◆ Exercise instructions ◆
Starting with the line that contains "token is blank.", set down each line through the end of the entries below, exactly and with nothing added.

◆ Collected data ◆
——————

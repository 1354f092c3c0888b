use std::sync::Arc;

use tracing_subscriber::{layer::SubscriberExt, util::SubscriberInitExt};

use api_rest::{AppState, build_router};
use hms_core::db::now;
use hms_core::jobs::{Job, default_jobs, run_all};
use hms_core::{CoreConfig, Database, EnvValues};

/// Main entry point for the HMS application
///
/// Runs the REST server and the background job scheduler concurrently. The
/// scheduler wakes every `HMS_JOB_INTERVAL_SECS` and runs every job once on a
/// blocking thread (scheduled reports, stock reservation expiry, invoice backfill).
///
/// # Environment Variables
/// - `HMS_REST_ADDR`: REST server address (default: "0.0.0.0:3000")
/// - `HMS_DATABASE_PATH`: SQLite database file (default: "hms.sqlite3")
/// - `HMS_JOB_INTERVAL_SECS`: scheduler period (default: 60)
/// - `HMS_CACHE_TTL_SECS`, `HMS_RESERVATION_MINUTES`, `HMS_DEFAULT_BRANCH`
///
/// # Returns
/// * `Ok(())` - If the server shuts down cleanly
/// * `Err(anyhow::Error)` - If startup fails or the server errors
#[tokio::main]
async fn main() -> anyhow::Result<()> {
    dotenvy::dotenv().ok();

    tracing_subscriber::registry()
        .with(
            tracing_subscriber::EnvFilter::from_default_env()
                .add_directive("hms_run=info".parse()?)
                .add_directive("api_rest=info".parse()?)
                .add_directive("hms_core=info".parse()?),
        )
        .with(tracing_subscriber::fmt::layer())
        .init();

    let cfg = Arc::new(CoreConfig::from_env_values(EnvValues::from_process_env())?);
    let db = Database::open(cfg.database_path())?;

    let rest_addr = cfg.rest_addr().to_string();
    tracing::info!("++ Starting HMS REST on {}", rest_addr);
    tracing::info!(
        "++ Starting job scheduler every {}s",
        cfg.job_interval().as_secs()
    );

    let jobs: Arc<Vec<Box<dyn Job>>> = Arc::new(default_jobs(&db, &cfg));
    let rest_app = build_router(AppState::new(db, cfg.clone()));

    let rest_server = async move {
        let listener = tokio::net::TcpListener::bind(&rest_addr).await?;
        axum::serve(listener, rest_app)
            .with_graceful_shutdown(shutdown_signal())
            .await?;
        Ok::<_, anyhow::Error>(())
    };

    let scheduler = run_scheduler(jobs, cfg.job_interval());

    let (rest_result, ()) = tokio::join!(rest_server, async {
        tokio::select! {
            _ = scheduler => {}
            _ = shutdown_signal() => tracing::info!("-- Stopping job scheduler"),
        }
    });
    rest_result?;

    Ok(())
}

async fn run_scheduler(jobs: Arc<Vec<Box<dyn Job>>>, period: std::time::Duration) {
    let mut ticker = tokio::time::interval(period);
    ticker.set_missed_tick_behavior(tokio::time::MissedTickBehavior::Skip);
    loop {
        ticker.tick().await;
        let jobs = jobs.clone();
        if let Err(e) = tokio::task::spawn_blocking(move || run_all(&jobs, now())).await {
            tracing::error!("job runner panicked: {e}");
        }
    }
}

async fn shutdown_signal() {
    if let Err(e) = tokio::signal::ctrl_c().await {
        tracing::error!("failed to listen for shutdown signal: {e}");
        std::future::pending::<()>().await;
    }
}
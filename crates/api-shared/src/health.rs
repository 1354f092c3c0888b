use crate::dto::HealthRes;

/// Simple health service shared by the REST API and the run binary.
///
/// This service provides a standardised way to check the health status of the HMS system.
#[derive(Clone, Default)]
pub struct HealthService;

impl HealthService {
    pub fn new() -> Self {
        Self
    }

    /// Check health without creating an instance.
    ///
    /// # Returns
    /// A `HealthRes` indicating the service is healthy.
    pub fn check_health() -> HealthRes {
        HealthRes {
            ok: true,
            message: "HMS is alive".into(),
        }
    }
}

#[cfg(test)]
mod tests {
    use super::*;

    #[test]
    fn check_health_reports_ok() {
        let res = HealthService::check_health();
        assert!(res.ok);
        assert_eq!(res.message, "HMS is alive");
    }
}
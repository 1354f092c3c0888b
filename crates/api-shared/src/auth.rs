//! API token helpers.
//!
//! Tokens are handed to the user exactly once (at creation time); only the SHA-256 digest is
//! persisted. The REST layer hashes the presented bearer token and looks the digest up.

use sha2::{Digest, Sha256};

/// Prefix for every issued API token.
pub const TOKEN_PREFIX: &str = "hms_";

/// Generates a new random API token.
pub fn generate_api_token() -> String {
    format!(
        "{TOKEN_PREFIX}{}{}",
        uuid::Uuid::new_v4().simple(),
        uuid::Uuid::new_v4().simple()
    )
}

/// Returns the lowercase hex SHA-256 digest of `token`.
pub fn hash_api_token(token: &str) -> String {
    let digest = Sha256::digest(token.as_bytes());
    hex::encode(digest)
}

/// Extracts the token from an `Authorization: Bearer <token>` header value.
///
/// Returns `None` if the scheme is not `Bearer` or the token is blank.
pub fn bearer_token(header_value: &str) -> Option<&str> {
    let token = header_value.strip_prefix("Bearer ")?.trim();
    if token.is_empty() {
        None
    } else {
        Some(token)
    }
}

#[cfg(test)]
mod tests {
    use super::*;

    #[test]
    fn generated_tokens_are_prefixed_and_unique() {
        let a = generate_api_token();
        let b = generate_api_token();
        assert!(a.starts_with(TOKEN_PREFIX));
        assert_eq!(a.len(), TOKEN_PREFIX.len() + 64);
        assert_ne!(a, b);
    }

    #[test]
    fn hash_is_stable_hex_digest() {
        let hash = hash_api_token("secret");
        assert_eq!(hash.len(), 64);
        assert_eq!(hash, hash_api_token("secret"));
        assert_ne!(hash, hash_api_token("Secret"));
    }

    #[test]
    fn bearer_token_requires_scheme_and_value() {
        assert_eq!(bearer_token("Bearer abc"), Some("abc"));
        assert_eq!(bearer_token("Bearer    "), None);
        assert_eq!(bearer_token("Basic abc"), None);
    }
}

——————

◆ Exercise result ◆
/// Returns `None` if the scheme is not `Bearer` or the token is blank.
pub fn bearer_token(header_value: &str) -> Option<&str> {
    let token = header_value.strip_prefix("Bearer ")?.trim();
    if token.is_empty() {
        None
    } else {
        Some(token)
    }
}

#[cfg(test)]
mod tests {
    use super::*;

    #[test]
    fn generated_tokens_are_prefixed_and_unique() {
        let a = generate_api_token();
        let b = generate_api_token();
        assert!(a.starts_with(TOKEN_PREFIX));
        assert_eq!(a.len(), TOKEN_PREFIX.len() + 64);
        assert_ne!(a, b);
    }

    #[test]
    fn hash_is_stable_hex_digest() {
        let hash = hash_api_token("secret");
        assert_eq!(hash.len(), 64);
        assert_eq!(hash, hash_api_token("secret"));
        assert_ne!(hash, hash_api_token("Secret"));
    }

    #[test]
    fn bearer_token_requires_scheme_and_value() {
        assert_eq!(bearer_token("Bearer abc"), Some("abc"));
        assert_eq!(bearer_token("Bearer    "), None);
        assert_eq!(bearer_token("Basic abc"), None);
    }
}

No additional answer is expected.